Радж скользнул за борт вниз головой…
Глава третья
Грубая рука дернула Янга за плечо, потом жесткие пальцы стиснули ухо. Мальчик не совсем очнулся, но начал уже воспринимать звуки: по сходням топотали босые ноги, сходни прогибались и плюхали по воде, гудела, дрожала железная палуба, звенел от ударов борт катера. Он пышал жаром, обжигал, точно побывал в огне… Солнце немилосердно жгло в голову, в висках бухала кровь. Янг открыл глаза, но увидел над собой не отца, а широкое и потное лицо матроса с рыжими бакенбардами.

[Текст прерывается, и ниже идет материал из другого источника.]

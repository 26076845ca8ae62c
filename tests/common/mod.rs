#![allow(dead_code)]

use std::sync::Arc;
use std::time::Duration;

use execflow::config::OrchestratorSettings;
use execflow::engine::JobScheduler;
use execflow::exec::ExecutionAdapter;
use execflow::job::{JobId, JobRecord};
use execflow::store::{JobStore, MemoryJobStore};

pub use execflow_test_utils::{
    ConfigFileBuilder, FakeAdapter, FakeCall, FakeEngineServer, ParamsBuilder, Round,
    init_tracing, with_timeout,
};

pub type TestResult = Result<(), Box<dyn std::error::Error>>;

/// Short drain so cancellation tests finish quickly.
pub fn fast_settings() -> OrchestratorSettings {
    OrchestratorSettings {
        max_consecutive_poll_failures: 5,
        drain_timeout: Duration::from_millis(200),
    }
}

/// A scheduler over `adapter` and a fresh in-memory store.
pub fn scheduler_for(adapter: Arc<FakeAdapter>) -> JobScheduler {
    let adapter: Arc<dyn ExecutionAdapter> = adapter;
    let store: Arc<dyn JobStore> = Arc::new(MemoryJobStore::new());
    JobScheduler::new(adapter, store, fast_settings())
}

pub fn messages(record: &JobRecord) -> Vec<String> {
    record.logs().iter().map(|l| l.message.clone()).collect()
}

/// Poll `get` until `pred` holds for the committed record.
pub async fn wait_until<F>(scheduler: &JobScheduler, job_id: JobId, pred: F) -> JobRecord
where
    F: Fn(&JobRecord) -> bool,
{
    with_timeout(async {
        loop {
            let record = scheduler.get(job_id).await.expect("job should exist");
            if pred(&record) {
                return record;
            }
            tokio::time::sleep(Duration::from_millis(5)).await;
        }
    })
    .await
}

/// `finished_at` is set exactly when the status is terminal.
pub fn assert_finished_consistent(record: &JobRecord) {
    assert_eq!(
        record.finished_at().is_some(),
        record.is_terminal(),
        "finished_at must be set iff the job is terminal (status {})",
        record.status()
    );
}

— Ну, очухался? Выметайся отсюда скорей… И отца забирай… Твой отец что… того? — матрос покрутил пальцами у виска.
Янг сел, ошеломленно потряс головой. Он с трудом понимал, где он, что с ним произошло. Они только вдвоем на палубе катера. Отец обеими руками вцепился в радиомачту, будто силился выдрать с корнем.
— Моя пальма… Моя пальма… — бормотал он, ласково улыбаясь. — Я заберу ее с собою, подождите… Она еще молодая. Она примется на новом месте… Пальмочка моя!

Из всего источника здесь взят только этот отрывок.